In setting exams, I combine questions to determine if students understand the concepts taught with questions to determine if they can use the concepts. The latter are often based on recent or future news stories.
One question based on future news stories laid out two scenarios for the next Ontario election (June 7, 2018). In the first, the Liberals win 60 seats, the Conservatives 40, and the NDP 24. In the second, the Conservatives win 60 seats, the Liberals 40, and the NDP 24. Also several prominent ministers including Finance Minister Charles Sousa and Health Minister Eric Hoskins lost their seats.
The question asked what Kathleen Wynne, as the Lieutenant-Governor’s chief adviser, should do. If the student does the math, they will see that the Liberals are close to a majority in the first and the Conservatives are close to a majority in the second. In the first, I expected students to say Premier Wynne would tell the Lieutenant Governor she intended to form a government and attempt to remain in power with the support of the other parties, most likely the NDP.
In the second scenario, I expected the student to say that, even though Premier Wynne could form a government and attempt to gain the confidence of the legislature, she would more likely resign as premier.
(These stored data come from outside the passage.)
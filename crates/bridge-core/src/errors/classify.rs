//! Vendor error classification.
//!
//! Maps raw error strings coming out of the reviewer SDK onto the closed
//! [`ErrorCode`] set by case-insensitive substring matching. Cancellation-
//! shaped errors (an `AbortError` name or an "aborted" message) bypass the
//! pattern table entirely and become `CODEX_TIMEOUT` — the SDK does not
//! surface deadline expiry as a distinct error shape, so it is detected
//! here by name and message.

use super::{BridgeError, ErrorCode};

// ─────────────────────────────────────────────────────────────────────────────
// Pattern table
// ─────────────────────────────────────────────────────────────────────────────

struct Pattern {
    check: fn(&str) -> bool,
    code: ErrorCode,
}

/// Known vendor error patterns, checked in order against the lowercased
/// message. First match wins.
fn patterns() -> &'static [Pattern] {
    static PATTERNS: &[Pattern] = &[
        Pattern {
            check: |s| s.contains("api_key") || s.contains("authentication") || s.contains("401"),
            code: ErrorCode::AuthError,
        },
        Pattern {
            check: |s| s.contains("model") && (s.contains("not supported") || s.contains("not found")),
            code: ErrorCode::ModelError,
        },
        Pattern {
            check: |s| s.contains("429") || s.contains("rate_limit") || s.contains("rate limit"),
            code: ErrorCode::RateLimited,
        },
        Pattern {
            check: |s| {
                s.contains("fetch failed") || s.contains("econnrefused") || s.contains("enotfound")
            },
            code: ErrorCode::NetworkError,
        },
    ];
    PATTERNS
}

// ─────────────────────────────────────────────────────────────────────────────
// Public API
// ─────────────────────────────────────────────────────────────────────────────

/// Whether an error name/message pair is cancellation-shaped.
///
/// True for an `AbortError` name or any message containing "aborted"
/// (case-insensitive).
#[must_use]
pub fn is_cancellation(name: Option<&str>, message: &str) -> bool {
    if name.is_some_and(|n| n == "AbortError") {
        return true;
    }
    message.to_lowercase().contains("aborted")
}

/// Classify a raw vendor error string into the public taxonomy.
///
/// `configured_model` supplies the fallback name for `MODEL_ERROR` when the
/// message carries no quoted model name. `timeout_seconds` shapes the
/// message of the cancellation short-circuit.
#[must_use]
pub fn classify(raw: &str, configured_model: &str, timeout_seconds: u64) -> BridgeError {
    if is_cancellation(None, raw) {
        return BridgeError::timeout(timeout_seconds);
    }

    let lower = raw.to_lowercase();
    for pattern in patterns() {
        if (pattern.check)(&lower) {
            return match pattern.code {
                ErrorCode::ModelError => {
                    let name = extract_quoted(raw).unwrap_or_else(|| configured_model.to_owned());
                    BridgeError::new(
                        ErrorCode::ModelError,
                        format!("model '{name}' is not supported"),
                    )
                }
                code => BridgeError::new(code, raw.to_owned()),
            };
        }
    }

    BridgeError::unknown(raw)
}

/// Extract the first quoted token from a message (`'…'`, `"…"`, or `` `…` ``).
fn extract_quoted(message: &str) -> Option<String> {
    for quote in ['\'', '"', '`'] {
        let mut parts = message.split(quote);
        let _ = parts.next()?;
        if let Some(inner) = parts.next() {
            if !inner.is_empty() && parts.next().is_some() {
                return Some(inner.to_owned());
            }
        }
    }
    None
}

// ─────────────────────────────────────────────────────────────────────────────
// Tests
// ─────────────────────────────────────────────────────────────────────────────

#[cfg(test)]
mod tests {
    use super::*;

    const MODEL: &str = "gpt-5-codex";

    #[test]
    fn abort_error_name_short_circuits() {
        assert!(is_cancellation(Some("AbortError"), "whatever"));
    }

    #[test]
    fn aborted_message_short_circuits() {
        assert!(is_cancellation(None, "The operation was Aborted"));
        assert!(is_cancellation(None, "request aborted mid-flight"));
    }

    #[test]
    fn plain_failure_is_not_cancellation() {
        assert!(!is_cancellation(None, "connection reset"));
        assert!(!is_cancellation(Some("TypeError"), "connection reset"));
    }

    #[test]
    fn classify_aborted_as_timeout() {
        let err = classify("stream aborted by token", MODEL, 300);
        assert_eq!(err.code, ErrorCode::CodexTimeout);
        assert_eq!(err.message, "review timed out after 300s");
    }

    #[test]
    fn classify_api_key() {
        let err = classify("invalid API_KEY supplied", MODEL, 300);
        assert_eq!(err.code, ErrorCode::AuthError);
        assert_eq!(err.message, "invalid API_KEY supplied");
    }

    #[test]
    fn classify_authentication() {
        let err = classify("Authentication failed for account", MODEL, 300);
        assert_eq!(err.code, ErrorCode::AuthError);
    }

    #[test]
    fn classify_401() {
        let err = classify("HTTP 401 Unauthorized", MODEL, 300);
        assert_eq!(err.code, ErrorCode::AuthError);
    }

    #[test]
    fn classify_model_not_supported_with_quoted_name() {
        let err = classify("The model 'o9-review' is not supported", MODEL, 300);
        assert_eq!(err.code, ErrorCode::ModelError);
        assert_eq!(err.message, "model 'o9-review' is not supported");
    }

    #[test]
    fn classify_model_not_found_falls_back_to_config() {
        let err = classify("model not found", MODEL, 300);
        assert_eq!(err.code, ErrorCode::ModelError);
        assert_eq!(err.message, format!("model '{MODEL}' is not supported"));
    }

    #[test]
    fn not_found_without_model_is_unknown() {
        // "not found" alone must not trip the model pattern.
        let err = classify("resource not found", MODEL, 300);
        assert_eq!(err.code, ErrorCode::UnknownError);
    }

    #[test]
    fn classify_rate_limited() {
        for msg in ["HTTP 429", "rate_limit_error", "Rate limit exceeded"] {
            let err = classify(msg, MODEL, 300);
            assert_eq!(err.code, ErrorCode::RateLimited, "failed for {msg}");
        }
    }

    #[test]
    fn classify_network() {
        for msg in [
            "fetch failed",
            "connect ECONNREFUSED 127.0.0.1:443",
            "getaddrinfo ENOTFOUND api.example.com",
        ] {
            let err = classify(msg, MODEL, 300);
            assert_eq!(err.code, ErrorCode::NetworkError, "failed for {msg}");
        }
    }

    #[test]
    fn classify_unknown_preserves_raw_message() {
        let err = classify("something odd happened", MODEL, 300);
        assert_eq!(err.code, ErrorCode::UnknownError);
        assert_eq!(err.message, "something odd happened");
    }

    #[test]
    fn auth_wins_over_rate_limit_by_order() {
        // Both patterns present; the table is checked in order.
        let err = classify("401 after rate limit", MODEL, 300);
        assert_eq!(err.code, ErrorCode::AuthError);
    }

    #[test]
    fn extract_quoted_variants() {
        assert_eq!(extract_quoted("model 'a-1' bad").as_deref(), Some("a-1"));
        assert_eq!(extract_quoted("model \"b-2\" bad").as_deref(), Some("b-2"));
        assert_eq!(extract_quoted("model `c-3` bad").as_deref(), Some("c-3"));
        assert_eq!(extract_quoted("no quotes here"), None);
        assert_eq!(extract_quoted("dangling ' quote"), None);
    }
}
This would be the case for several reasons, including the “apparent convention” that the party with the most seats has the first chance to form a government, the Conservatives’ large margin over the Liberals, media pressure and public opinion, and finally disaffection with Wynne’s leadership within the Liberal caucus.
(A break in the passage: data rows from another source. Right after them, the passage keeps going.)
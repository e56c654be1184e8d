//! Error taxonomy for review-bridge.
//!
//! Every fallible operation in the workspace resolves to a [`BridgeError`]:
//! a closed [`ErrorCode`] plus a human-readable message, displayed as
//! `CODE: message`. Errors are values carried through `Result`; nothing in
//! non-test code panics on a failure path.
//!
//! The [`classify`] module maps raw vendor error strings onto this taxonomy.

pub mod classify;

use serde::{Deserialize, Serialize};
use thiserror::Error;

// ─────────────────────────────────────────────────────────────────────────────
// ErrorCode — the closed code set
// ─────────────────────────────────────────────────────────────────────────────

/// Machine-readable error codes surfaced to callers.
///
/// The set is closed: every error leaving the bridge carries exactly one of
/// these codes, and `UNKNOWN_ERROR` preserves the raw message for anything
/// unrecognized.
#[derive(Clone, Copy, Debug, PartialEq, Eq, Serialize, Deserialize)]
#[serde(rename_all = "SCREAMING_SNAKE_CASE")]
pub enum ErrorCode {
    /// A reviewer turn exceeded its deadline.
    CodexTimeout,
    /// Two consecutive malformed or schema-invalid responses.
    CodexParseError,
    /// External git invocation failed or the ref is unsafe.
    GitError,
    /// Config file unreadable or invalid.
    ConfigError,
    /// Persistence operation failed.
    StorageError,
    /// Resume requested an unknown reviewer thread.
    SessionNotFound,
    /// Missing or invalid credential.
    AuthError,
    /// Model name unsupported.
    ModelError,
    /// Upstream rate-limit response.
    RateLimited,
    /// DNS/connect/fetch failure.
    NetworkError,
    /// Anything else; the raw message is preserved.
    UnknownError,
}

impl ErrorCode {
    /// Wire representation of the code.
    #[must_use]
    pub fn as_str(self) -> &'static str {
        match self {
            Self::CodexTimeout => "CODEX_TIMEOUT",
            Self::CodexParseError => "CODEX_PARSE_ERROR",
            Self::GitError => "GIT_ERROR",
            Self::ConfigError => "CONFIG_ERROR",
            Self::StorageError => "STORAGE_ERROR",
            Self::SessionNotFound => "SESSION_NOT_FOUND",
            Self::AuthError => "AUTH_ERROR",
            Self::ModelError => "MODEL_ERROR",
            Self::RateLimited => "RATE_LIMITED",
            Self::NetworkError => "NETWORK_ERROR",
            Self::UnknownError => "UNKNOWN_ERROR",
        }
    }
}

impl std::fmt::Display for ErrorCode {
    fn fmt(&self, f: &mut std::fmt::Formatter<'_>) -> std::fmt::Result {
        f.write_str(self.as_str())
    }
}

// ─────────────────────────────────────────────────────────────────────────────
// BridgeError
// ─────────────────────────────────────────────────────────────────────────────

/// An error value carrying a closed code and a message.
///
/// Displays as `CODE: message`, which is the exact string written to the
/// tool-call envelope and to CLI stderr.
#[derive(Clone, Debug, PartialEq, Eq, Error, Serialize, Deserialize)]
#[error("{code}: {message}")]
pub struct BridgeError {
    /// Classification of the failure.
    pub code: ErrorCode,
    /// Human-readable detail.
    pub message: String,
}

/// Convenience alias used across the workspace.
pub type Result<T> = std::result::Result<T, BridgeError>;

impl BridgeError {
    /// Build an error from a code and message.
    pub fn new(code: ErrorCode, message: impl Into<String>) -> Self {
        Self {
            code,
            message: message.into(),
        }
    }

    /// A turn exceeded its per-turn deadline.
    #[must_use]
    pub fn timeout(timeout_seconds: u64) -> Self {
        Self::new(
            ErrorCode::CodexTimeout,
            format!("review timed out after {timeout_seconds}s"),
        )
    }

    /// Two consecutive malformed or invalid reviewer responses.
    pub fn parse(message: impl Into<String>) -> Self {
        Self::new(ErrorCode::CodexParseError, message)
    }

    /// Git invocation failure.
    pub fn git(message: impl Into<String>) -> Self {
        Self::new(ErrorCode::GitError, message)
    }

    /// Configuration load failure.
    pub fn config(message: impl Into<String>) -> Self {
        Self::new(ErrorCode::ConfigError, message)
    }

    /// Persistence failure.
    pub fn storage(message: impl Into<String>) -> Self {
        Self::new(ErrorCode::StorageError, message)
    }

    /// Resume of an unknown reviewer thread.
    pub fn session_not_found(message: impl Into<String>) -> Self {
        Self::new(ErrorCode::SessionNotFound, message)
    }

    /// Unclassified failure; the raw message is preserved.
    pub fn unknown(message: impl Into<String>) -> Self {
        Self::new(ErrorCode::UnknownError, message)
    }
}

// ─────────────────────────────────────────────────────────────────────────────
// Tests
// ─────────────────────────────────────────────────────────────────────────────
Unfortunately, not all students did the math, and therefore didn’t realize that both scenarios involved minority governments. Students who went down that path didn’t recognize the minority government problem, and focused mainly on forming a cabinet. Students who did the math, rightly, went on to discuss Wynne conferring with the other party leaders. In addition, virtually every student who did the math concluded that Wynne should resign in the second scenario. Though they didn’t provide detailed explanations why, they accepted the “apparent convention.” I consider that an interesting observation about how Canadians think about minority government.
In another “future news” question, I presented an entirely different scenario: the Conservatives win a strong majority government. I posed four priorities for Premier-designate Patrick Brown: implementing a 5 percent ($6 billion) budget cut, redesigning the Premier’s home page on Ontario.ca, initiating a system of tracking performance metrics for all departments, and putting in place an online tracker to show if the Conservatives are delivering on the promises they made in the campaign. The new premier’s home page section was the most straight-forward, and students were expected to discuss its content, colour palette, use of social media, and links to Ontario.ca. In the other parts, it was necessary to discuss organizational mechanisms, such as the use of cabinet committees or subcommittees (a subcommittee of Treasury Board to make the large and painful budget cuts) or consultants (on performance metrics and tracking promises made) or task forces.
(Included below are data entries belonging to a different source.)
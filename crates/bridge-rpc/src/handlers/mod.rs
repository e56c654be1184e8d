//! Tool handlers, one module per tool.

pub mod code;
pub mod history;
pub mod plan;
pub mod precommit;
pub mod status;

use bridge_core::BridgeError;
use serde::de::DeserializeOwned;
use serde_json::Value;

/// Deserialize a tool's argument object, mapping failures onto the
/// taxonomy (argument validation is not a distinct error class).
pub(crate) fn parse_args<T: DeserializeOwned>(args: Value) -> Result<T, BridgeError> {
    serde_json::from_value(args).map_err(|e| BridgeError::unknown(format!("invalid arguments: {e}")))
}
A third question referred to the Canadian Election Integrity Initiative that Facebook launched in October. Playing the role of Facebook Canada’s Director of Public Policy, the student was asked what would be the likely source(s) of threats to the integrity of Canada’s 2019 federal election and whom to consult and partner with in developing the initiative. Virtually everyone mentioned the Russians as a possible source of threats, and some referred to Canada’s policy on the Ukraine and Global Affairs Minister Freeland’s tense relations with Russia. I was surprised that no one speculated about opposition to the Liberal Government from US-based populists and evangelicals or even the Trump Administration. Most students focused on federal government departments or political parties as partners in the initiative. A few mentioned NGOs such as Samara Canada. Others mentioned crowd-sourcing by encouraging citizens to report what they perceived to be attempts to influence the election through the use of bots or dissemination of fake news.
The question referred to the provision of the Canada Elections Act making it illegal for non-Canadians to influence the election. Students therefore made suggestions for extensive policing of social media to enforce this. Reading their answers made me realize that, by blogging about the failures of the Trump Administration and posting links to my blog I am doing what would be illegal in Canada during an election campaign. I intend to do that during the next US election campaign. This raises, for me, the thorny question of freedom of speech for non-citizens during another country’s election campaign. That’s definitely a topic for another blog.
One final thought. As student’s cursive writing generally becomes increasingly illegible it would be a good idea for small upper-level classes such as mine to make computers available at the discretion of either the student – or the professor.
My exam challenged the students and led to answers that were way off base as well as those that were thoughtful and creative. I’ve always believed that an exam should be a learning experience, and the feedback in this blog is the final element of that experience.